Aug 3rd, 2010, 08:05 AM
multi threaded FlatFileItemReader
I am busy handling a huge CSV file in input where the staging functionality may be a killer as the actual processing is very simple (sql insert).
I wanted to have a partition where each partition would stream part of the file (line 0 to line 9999, line 10000 to 19999, etc). The restart ability of each partition could be guaranteed by storing the chunk boundary in the execution context and streaming again the file upon restart (start + read.count)
If it's not built-in in Spring batch, I'd like to understand what's wrong with my reasoning or is it simply a valid feature that is not implemented?
Aug 5th, 2010, 11:25 AM
It should work as you describe just fine, but we never provided support for this explicitly in the framework because I'm not convinced it helps. Especially if the output side of the transaction is quite simple, I'm not sure if it will help to partition the file this way because all partitions will have to read the file up to the point where they can start processing anyway. If you try it and it helps let me know.
Aug 9th, 2010, 08:47 AM
Originally Posted by Dave Syer
We did implement the multi thread file reader and the related partitioner to give it a shot. The partitioner is restricted to one line = one item but it can be quite easily extended.
Here are the results with a CSV file containing one million entries. The job only reads the item, parses it to a vo and passes it to a JPA dao backed by Hibernate.

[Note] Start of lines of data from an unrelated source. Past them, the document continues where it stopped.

/// Default maximum price ratio (alternative ÷ original) for suggestions.
pub const DEFAULT_MAX_RATIO: f64 = 0.8;

/// Ratio threshold for aggressive auto-substitution.
///
/// Kept strictly below 1.0: no mode ever swaps into a more expensive item.
pub const AGGRESSIVE_MAX_RATIO: f64 = 0.8;

/// Ratio threshold for conservative auto-substitution.
pub const CONSERVATIVE_MAX_RATIO: f64 = 0.6;

/// Minimum absolute savings (currency units) before a conservative swap
/// is applied.
pub const MIN_SAVINGS_FLOOR: f64 = 20.0;

/// Percent rise over baseline that triggers a price alert.
pub const ALERT_INCREASE_THRESHOLD: f64 = 15.0;

/// Maximum cheaper alternatives attached to a single alert.
pub const MAX_ALERT_ALTERNATIVES: usize = 2;

/// Number of recommended swaps surfaced by a list analysis.
pub const TOP_SWAP_COUNT: usize = 3;
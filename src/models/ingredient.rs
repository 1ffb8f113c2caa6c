use serde::{Deserialize, Serialize};

/// Canonical lookup key for an ingredient name: trimmed and lowercased.
pub fn canonical_key(name: &str) -> String {
    name.trim().to_lowercase()
}

/// Macro profile per reference serving (grams, kcal).
#[derive(Debug, Clone, Copy, PartialEq, Serialize, Deserialize)]
pub struct MacroProfile {
    pub protein: f64,
    pub carbs: f64,
    pub fat: f64,
    pub calories: f64,
}

/// An ingredient and its nutritionally similar alternatives.
///
/// Alternative order is meaningful: equal-savings candidates keep it.
#[derive(Debug, Clone, Serialize, Deserialize)]
pub struct Equivalence {
    pub name: String,

    pub alternatives: Vec<String>,

    pub macros: MacroProfile,

    /// Category tag, e.g. "lean_protein" or "complex_carbs".
    pub nutrition_type: String,
}

impl Equivalence {
    /// Canonical key for lookups (trimmed, lowercase name).
    pub fn key(&self) -> String {
        canonical_key(&self.name)
    }
}

/// Current unit price of an ingredient with provenance metadata.
#[derive(Debug, Clone, Serialize, Deserialize)]
pub struct PriceRecord {
    pub name: String,

    /// Price in currency units per `unit`. Must be positive.
    pub price: f64,

    /// Reference unit, e.g. "100g", "100ml", "1pc".
    pub unit: String,

    /// Where the price was observed, e.g. a vendor name.
    pub source: String,

    #[serde(default)]
    pub last_updated: String,
}

impl PriceRecord {
    pub fn new(name: &str, price: f64, unit: &str, source: &str, last_updated: &str) -> Self {
        Self {
            name: name.to_string(),
            price,
            unit: unit.to_string(),
            source: source.to_string(),
            last_updated: last_updated.to_string(),
        }
    }

    /// Canonical key for lookups (trimmed, lowercase name).
    pub fn key(&self) -> String {
        canonical_key(&self.name)
    }

    /// Basic validation: a named ingredient with a positive price.
    pub fn is_valid(&self) -> bool {
        !self.name.trim().is_empty() && self.price > 0.0
    }
}

#[cfg(test)]
mod tests {
    use super::*;

    #[test]
    fn test_canonical_key() {
        assert_eq!(canonical_key("  Paneer "), "paneer");
        assert_eq!(canonical_key("Chicken Breast"), "chicken breast");
    }

    #[test]
    fn test_price_record_validation() {
        let rec = PriceRecord::new("tofu", 45.0, "100g", "bigbasket", "2026-08-01");
        assert!(rec.is_valid());

        let zero = PriceRecord::new("tofu", 0.0, "100g", "bigbasket", "");
        assert!(!zero.is_valid());

        let unnamed = PriceRecord::new("  ", 45.0, "100g", "bigbasket", "");
        assert!(!unnamed.is_valid());
    }

    #[test]
    fn test_key_is_case_insensitive() {
        let rec = PriceRecord::new("Tofu", 45.0, "100g", "bigbasket", "");
        assert_eq!(rec.key(), "tofu");
    }
}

• Single thread (standard SB reader) commit-interval=5 : 15 min 54 sec
• Single thread (standard SB reader) commit-interval=50: 7 min 44 sec
• Single thread (standard SB reader) commit-interval=100: 7 min 06 sec
• Multi-reader with a partition gridSize=10, commit-interval=50 : 6 min 18 sec
• Multi-reader with a partition gridSize=4, commit-interval=50 : 3 min 47 sec
You are right, the IOs are completely saturated when the threads started to move the cursor at the right spot. Once this is done, processing is obviously much faster.
If you are interested by the code of the reader and the partitioner, my company is happy to contribute it back.
Aug 10th, 2010, 02:54 AM
Interesting data. Can you make a JIRA and post your code there?
Aug 10th, 2010, 07:15 AM
Here you go:
This was on a MacBookPro with an SSD drive by the way but we also have a benchmarking infrastructure with no-SSD drives. The setup is slightly different but the performance increase factor is almost similar.